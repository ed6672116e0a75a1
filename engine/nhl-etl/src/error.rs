//! Error types for the NHL ETL pipelines

use thiserror::Error;

/// A required field did not have the expected shape.
#[derive(Error, Debug, Clone, PartialEq, Eq)]
pub enum NormalizeError {
    #[error("Invalid height format: {value:?} (expected F' I\")")]
    Height { value: String },

    #[error("Invalid time-on-ice format: {value:?} (expected MM:SS)")]
    TimeOnIce { value: String },
}

#[derive(Error, Debug)]
pub enum EtlError {
    #[error("Unable to connect to the database: {0}")]
    Connect(#[source] sqlx::Error),

    #[error("Database error: {0}")]
    Database(#[from] sqlx::Error),

    #[error("HTTP client error: {0}")]
    Http(#[from] reqwest::Error),

    #[error("Failed to decode response from {url}: {source}")]
    Decode {
        url: String,
        #[source]
        source: serde_json::Error,
    },

    #[error("Failed to normalize {entity}: {source}")]
    Normalize {
        entity: String,
        #[source]
        source: NormalizeError,
    },

    #[error("Invalid table name: {name:?}")]
    InvalidIdentifier { name: String },

    #[error("Configuration error: {0}")]
    Config(#[from] config::ConfigError),

    #[error("Store error: {message}")]
    Store { message: String },
}

impl EtlError {
    pub(crate) fn store(message: impl Into<String>) -> Self {
        Self::Store { message: message.into() }
    }
}

pub type Result<T> = std::result::Result<T, EtlError>;
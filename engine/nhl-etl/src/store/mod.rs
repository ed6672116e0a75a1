//! Destination store abstraction: table replacement and transactional bulk loads.

mod memory;
mod postgres;

pub use memory::MemoryStore;
pub use postgres::PgStore;

use crate::error::Result;
use crate::schema::TableSchema;
use chrono::NaiveDate;
use tracing::{error, info};

/// A single bindable column value
#[derive(Debug, Clone, PartialEq)]
pub enum SqlValue {
    Int(Option<i32>),
    Real(Option<f32>),
    Text(Option<String>),
    Bool(Option<bool>),
    Date(Option<NaiveDate>),
}

impl SqlValue {
    pub fn is_null(&self) -> bool {
        match self {
            SqlValue::Int(v) => v.is_none(),
            SqlValue::Real(v) => v.is_none(),
            SqlValue::Text(v) => v.is_none(),
            SqlValue::Bool(v) => v.is_none(),
            SqlValue::Date(v) => v.is_none(),
        }
    }
}

impl From<i32> for SqlValue {
    fn from(v: i32) -> Self {
        SqlValue::Int(Some(v))
    }
}

impl From<Option<i32>> for SqlValue {
    fn from(v: Option<i32>) -> Self {
        SqlValue::Int(v)
    }
}

// REAL columns are single precision.
impl From<f64> for SqlValue {
    fn from(v: f64) -> Self {
        SqlValue::Real(Some(v as f32))
    }
}

impl From<&str> for SqlValue {
    fn from(v: &str) -> Self {
        SqlValue::Text(Some(v.to_string()))
    }
}

impl From<bool> for SqlValue {
    fn from(v: bool) -> Self {
        SqlValue::Bool(Some(v))
    }
}

impl From<Option<bool>> for SqlValue {
    fn from(v: Option<bool>) -> Self {
        SqlValue::Bool(v)
    }
}

impl From<NaiveDate> for SqlValue {
    fn from(v: NaiveDate) -> Self {
        SqlValue::Date(Some(v))
    }
}

/// A normalized record that maps onto one row of a fixed table
pub trait Record {
    const SCHEMA: TableSchema;

    /// Column values in `SCHEMA` order
    fn values(&self) -> Vec<SqlValue>;
}

/// Abstract destination for the ETL pipelines
#[async_trait::async_trait]
pub trait TableStore: Send {
    /// Drop `table` if present and recreate it with `schema`
    async fn replace_table(&mut self, schema: &TableSchema, table: &str) -> Result<()>;

    /// Insert all rows in one transaction; nothing lands if any row fails
    async fn bulk_insert(
        &mut self,
        schema: &TableSchema,
        table: &str,
        rows: &[Vec<SqlValue>],
    ) -> Result<u64>;

    /// Distinct, ascending `player_id` values stored in `table`
    async fn distinct_player_ids(&mut self, table: &str) -> Result<Vec<i32>>;

    /// Release the underlying connection
    async fn close(&mut self) -> Result<()>;
}

/// Outcome of loading one table
#[derive(Debug, Clone, PartialEq, Eq)]
pub struct LoadReport {
    pub table: String,
    pub rows_fetched: usize,
    pub rows_inserted: u64,
}

/// Drop and recreate `table` for `R`. Failures are logged, not propagated.
pub async fn prepare_table<S, R>(store: &mut S, table: &str) -> bool
where
    S: TableStore + ?Sized,
    R: Record,
{
    match store.replace_table(&R::SCHEMA, table).await {
        Ok(()) => true,
        Err(e) => {
            error!("Unable to create {} table: {}", table, e);
            false
        }
    }
}

/// Bulk insert `records` into `table`, reporting zero rows if the batch failed
pub async fn load<S, R>(store: &mut S, table: &str, records: &[R]) -> u64
where
    S: TableStore + ?Sized,
    R: Record,
{
    let rows: Vec<Vec<SqlValue>> = records.iter().map(Record::values).collect();

    match store.bulk_insert(&R::SCHEMA, table, &rows).await {
        Ok(count) => {
            info!("{} rows inserted to {}", count, table);
            count
        }
        Err(e) => {
            error!("Error inserting into {}: {}", table, e);
            0
        }
    }
}

/// Replace `table` and load `records` into it
pub async fn replace_and_load<S, R>(store: &mut S, table: &str, records: &[R]) -> LoadReport
where
    S: TableStore + ?Sized,
    R: Record,
{
    let rows_inserted = if prepare_table::<S, R>(store, table).await {
        load(store, table, records).await
    } else {
        0
    };

    LoadReport { table: table.to_string(), rows_fetched: records.len(), rows_inserted }
}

#### TASK TO COMPLETE
Repeat everything in the listing above exactly.

#### TASK ANSWER
repository ed6672116e0a75a1
filename engine/nhl-etl/src/error.rs
//! Error types for the NHL ETL pipelines

use thiserror::Error;

/// A required field did not have the expected shape.
#[derive(Error, Debug, Clone, PartialEq, Eq)]
pub enum NormalizeError {
    #[error("Invalid height format: {value:?} (expected F' I\")")]
    Height { value: String },

    #[error("Invalid time-on-ice format: {value:?} (expected MM:SS)")]
    TimeOnIce { value: String },
}

#[derive(Error, Debug)]
pub enum EtlError {
    #[error("Unable to connect to the database: {0}")]
    Connect(#[source] sqlx::Error),

    #[error("Database error: {0}")]
    Database(#[from] sqlx::Error),

    #[error("HTTP client error: {0}")]
    Http(#[from] reqwest::Error),

    #[error("Failed to decode response from {url}: {source}")]
    Decode {
        url: String,
        #[source]
        source: serde_json::Error,
    },

    #[error("Failed to normalize {entity}: {source}")]
    Normalize {
        entity: String,
        #[source]
        source: NormalizeError,
    },

    #[error("Invalid table name: {name:?}")]
    InvalidIdentifier { name: String },

    #[error("Configuration error: {0}")]
    Config(#[from] config::ConfigError),

    #[error("Store error: {message}")]
    Store { message: String },
}

impl EtlError {
    pub(crate) fn store(message: impl Into<String>) -> Self {
        Self::Store { message: message.into() }
    }
}

pub type Result<T> = std::result::Result<T, EtlError>;
filename engine/nhl-etl/src/store/mod.rs
repository ed6672116e0a75a1
//! Destination store abstraction: table replacement and transactional bulk loads.

mod memory;
mod postgres;

pub use memory::MemoryStore;
pub use postgres::PgStore;

use crate::error::Result;
use crate::schema::TableSchema;
use chrono::NaiveDate;
use tracing::{error, info};

/// A single bindable column value
#[derive(Debug, Clone, PartialEq)]
pub enum SqlValue {
    Int(Option<i32>),
    Real(Option<f32>),
    Text(Option<String>),
    Bool(Option<bool>),
    Date(Option<NaiveDate>),
}

impl SqlValue {
    pub fn is_null(&self) -> bool {
        match self {
            SqlValue::Int(v) => v.is_none(),
            SqlValue::Real(v) => v.is_none(),
            SqlValue::Text(v) => v.is_none(),
            SqlValue::Bool(v) => v.is_none(),
            SqlValue::Date(v) => v.is_none(),
        }
    }
}

impl From<i32> for SqlValue {
    fn from(v: i32) -> Self {
        SqlValue::Int(Some(v))
    }
}

impl From<Option<i32>> for SqlValue {
    fn from(v: Option<i32>) -> Self {
        SqlValue::Int(v)
    }
}

// REAL columns are single precision.
impl From<f64> for SqlValue {
    fn from(v: f64) -> Self {
        SqlValue::Real(Some(v as f32))
    }
}

impl From<&str> for SqlValue {
    fn from(v: &str) -> Self {
        SqlValue::Text(Some(v.to_string()))
    }
}

impl From<bool> for SqlValue {
    fn from(v: bool) -> Self {
        SqlValue::Bool(Some(v))
    }
}

impl From<Option<bool>> for SqlValue {
    fn from(v: Option<bool>) -> Self {
        SqlValue::Bool(v)
    }
}

impl From<NaiveDate> for SqlValue {
    fn from(v: NaiveDate) -> Self {
        SqlValue::Date(Some(v))
    }
}

/// A normalized record that maps onto one row of a fixed table
pub trait Record {
    const SCHEMA: TableSchema;

    /// Column values in `SCHEMA` order
    fn values(&self) -> Vec<SqlValue>;
}

/// Abstract destination for the ETL pipelines
#[async_trait::async_trait]
pub trait TableStore: Send {
    /// Drop `table` if present and recreate it with `schema`
    async fn replace_table(&mut self, schema: &TableSchema, table: &str) -> Result<()>;

    /// Insert all rows in one transaction; nothing lands if any row fails
    async fn bulk_insert(
        &mut self,
        schema: &TableSchema,
        table: &str,
        rows: &[Vec<SqlValue>],
    ) -> Result<u64>;

    /// Distinct, ascending `player_id` values stored in `table`
    async fn distinct_player_ids(&mut self, table: &str) -> Result<Vec<i32>>;

    /// Release the underlying connection
    async fn close(&mut self) -> Result<()>;
}

/// Outcome of loading one table
#[derive(Debug, Clone, PartialEq, Eq)]
pub struct LoadReport {
    pub table: String,
    pub rows_fetched: usize,
    pub rows_inserted: u64,
}

/// Drop and recreate `table` for `R`. Failures are logged, not propagated.
pub async fn prepare_table<S, R>(store: &mut S, table: &str) -> bool
where
    S: TableStore + ?Sized,
    R: Record,
{
    match store.replace_table(&R::SCHEMA, table).await {
        Ok(()) => true,
        Err(e) => {
            error!("Unable to create {} table: {}", table, e);
            false
        }
    }
}

/// Bulk insert `records` into `table`, reporting zero rows if the batch failed
pub async fn load<S, R>(store: &mut S, table: &str, records: &[R]) -> u64
where
    S: TableStore + ?Sized,
    R: Record,
{
    let rows: Vec<Vec<SqlValue>> = records.iter().map(Record::values).collect();

    match store.bulk_insert(&R::SCHEMA, table, &rows).await {
        Ok(count) => {
            info!("{} rows inserted to {}", count, table);
            count
        }
        Err(e) => {
            error!("Error inserting into {}: {}", table, e);
            0
        }
    }
}

/// Replace `table` and load `records` into it
pub async fn replace_and_load<S, R>(store: &mut S, table: &str, records: &[R]) -> LoadReport
where
    S: TableStore + ?Sized,
    R: Record,
{
    let rows_inserted = if prepare_table::<S, R>(store, table).await {
        load(store, table, records).await
    } else {
        0
    };

    LoadReport { table: table.to_string(), rows_fetched: records.len(), rows_inserted }
}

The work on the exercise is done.